What you are asked to do | Filter the entries and keep only the lines where the string "crate" appears.

Data for analysis |
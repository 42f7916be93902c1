mod agencies;
mod categories;
mod facets;
mod locales;
mod search;

use std::sync::Arc;

use axum::{
    extract::State,
    http::{header, HeaderName, Method, StatusCode},
    response::IntoResponse,
    routing::{get, post},
    Extension, Json, Router,
};
use chrono::{DateTime, Utc};
use serde::Serialize;
use tower::ServiceBuilder;
use tower_http::{cors::CorsLayer, trace::TraceLayer};
use visadir_core::{AgencyStore, Catalog, Locale, MessageCatalog};

use crate::middleware::{
    enforce_rate_limit, request_id, request_span, RateLimitState, RequestId, REQUEST_ID_HEADER,
};

#[derive(Clone)]
pub struct AppState {
    pub catalog: Arc<Catalog<AgencyStore>>,
    pub messages: Arc<MessageCatalog>,
    pub default_locale: Locale,
    pub search_default_limit: usize,
}

impl AppState {
    #[must_use]
    pub fn new(
        store: AgencyStore,
        messages: MessageCatalog,
        default_locale: Locale,
        search_default_limit: usize,
    ) -> Self {
        Self {
            catalog: Arc::new(Catalog::new(store)),
            messages: Arc::new(messages),
            default_locale,
            search_default_limit,
        }
    }
}

#[derive(Debug, Serialize)]
pub struct ApiResponse<T: Serialize> {
    pub data: T,
    pub meta: ResponseMeta,
}

#[derive(Debug, Serialize)]
pub struct ResponseMeta {
    pub request_id: String,
    pub timestamp: DateTime<Utc>,
}

#[derive(Debug, Serialize)]
pub struct ApiError {
    pub error: ErrorBody,
    pub meta: ResponseMeta,
}

#[derive(Debug, Serialize)]
pub struct ErrorBody {
    pub code: String,
    pub message: String,
}

#[derive(Debug, Serialize, PartialEq, Eq)]
struct HealthData {
    status: &'static str,
    agencies: usize,
}

impl ResponseMeta {
    pub(super) fn new(request_id: String) -> Self {
        Self {
            request_id,
            timestamp: Utc::now(),
        }
    }
}

impl<T: Serialize> ApiResponse<T> {
    pub(super) fn new(data: T, request_id: String) -> Self {
        Self {
            data,
            meta: ResponseMeta::new(request_id),
        }
    }
}

impl ApiError {
    pub fn new(
        request_id: impl Into<String>,
        code: impl Into<String>,
        message: impl Into<String>,
    ) -> Self {
        Self {
            error: ErrorBody {
                code: code.into(),
                message: message.into(),
            },
            meta: ResponseMeta::new(request_id.into()),
        }
    }
}

impl IntoResponse for ApiError {
    fn into_response(self) -> axum::response::Response {
        let status = match self.error.code.as_str() {
            "not_found" => StatusCode::NOT_FOUND,
            "bad_request" | "validation_error" => StatusCode::BAD_REQUEST,
            "rate_limited" => StatusCode::TOO_MANY_REQUESTS,
            _ => StatusCode::INTERNAL_SERVER_ERROR,
        };
        (status, Json(self)).into_response()
    }
}

/// Parse the `{locale}` path segment; unsupported codes are a 404.
pub(super) fn parse_locale(request_id: &str, raw: &str) -> Result<Locale, ApiError> {
    raw.parse::<Locale>().map_err(|e| {
        tracing::debug!(locale = raw, "rejected unsupported locale");
        ApiError::new(request_id, "not_found", e.to_string())
    })
}

fn build_cors() -> CorsLayer {
    CorsLayer::new()
        .allow_origin(tower_http::cors::Any)
        .allow_methods([Method::GET, Method::POST])
        .allow_headers([header::CONTENT_TYPE, HeaderName::from_static(REQUEST_ID_HEADER)])
}

fn limited_router(rate_limit: RateLimitState) -> Router<AppState> {
    Router::new()
        .route("/api/v1/locales", get(locales::list_locales))
        .route("/api/v1/cities", get(facets::list_cities))
        .route("/api/v1/services", get(facets::list_services))
        .route(
            "/api/v1/service-categories",
            get(facets::list_service_categories),
        )
        .route("/api/v1/agencies", get(agencies::list_agencies))
        .route("/api/v1/agencies/{slug}", get(agencies::get_agency))
        .route(
            "/api/v1/{locale}/categories",
            get(categories::list_categories),
        )
        .route(
            "/api/v1/{locale}/categories/{category}/services",
            get(categories::list_category_services),
        )
        .route(
            "/api/v1/{locale}/categories/{category}/explanation",
            get(categories::get_category_explanation),
        )
        .route(
            "/api/v1/{locale}/sort-options",
            get(search::list_sort_options),
        )
        .route("/api/v1/{locale}/search", post(search::run_search))
        .layer(axum::middleware::from_fn_with_state(
            rate_limit,
            enforce_rate_limit,
        ))
}

pub fn build_app(state: AppState, rate_limit: RateLimitState) -> Router {
    let public_routes = Router::new().route("/api/v1/health", get(health));

    Router::new()
        .merge(public_routes)
        .merge(limited_router(rate_limit))
        .layer(
            ServiceBuilder::new()
                .layer(build_cors())
                .layer(axum::middleware::from_fn(request_id))
                .layer(TraceLayer::new_for_http().make_span_with(request_span)),
        )
        .with_state(state)
}

async fn health(
    State(state): State<AppState>,
    Extension(req_id): Extension<RequestId>,
) -> impl IntoResponse {
    Json(ApiResponse::new(
        HealthData {
            status: "ok",
            agencies: state.catalog.agencies().len(),
        },
        req_id.0,
    ))
}

#[cfg(test)]
pub(crate) mod test_support {
    use std::time::Duration;

    use axum::body::{to_bytes, Body};
    use axum::http::Request;
    use tower::ServiceExt;
    use visadir_core::{parse_agencies, AgencyStore, Locale, MessageCatalog};

    use super::{build_app, AppState};
    use crate::middleware::RateLimitState;

    const FIXTURE: &str = include_str!("../../../../config/agencies.yaml");

    pub(crate) fn app() -> axum::Router {
        let file = parse_agencies(FIXTURE).expect("fixture parses");
        let state = AppState::new(
            AgencyStore::new(file.agencies),
            MessageCatalog::bundled().expect("bundled messages"),
            Locale::En,
            50,
        );
        build_app(state, RateLimitState::new(1_000, Duration::from_secs(60)))
    }

    pub(crate) async fn send(request: Request<Body>) -> (axum::http::StatusCode, serde_json::Value) {
        let response = app().oneshot(request).await.expect("response");
        let status = response.status();
        let body = to_bytes(response.into_body(), usize::MAX)
            .await
            .expect("body bytes");
        let json = serde_json::from_slice(&body).expect("json parse");
        (status, json)
    }

    pub(crate) async fn get(uri: &str) -> (axum::http::StatusCode, serde_json::Value) {
        send(
            Request::builder()
                .uri(uri)
                .body(Body::empty())
                .expect("request"),
        )
        .await
    }

    pub(crate) async fn post_json(
        uri: &str,
        body: &serde_json::Value,
    ) -> (axum::http::StatusCode, serde_json::Value) {
        send(
            Request::builder()
                .method("POST")
                .uri(uri)
                .header("content-type", "application/json")
                .body(Body::from(body.to_string()))
                .expect("request"),
        )
        .await
    }
}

Written response |
use crate::middleware::{
pub(crate) mod test_support {
    use crate::middleware::RateLimitState;
    pub(crate) fn app() -> axum::Router {
    pub(crate) async fn send(request: Request<Body>) -> (axum::http::StatusCode, serde_json::Value) {
    pub(crate) async fn get(uri: &str) -> (axum::http::StatusCode, serde_json::Value) {
    pub(crate) async fn post_json(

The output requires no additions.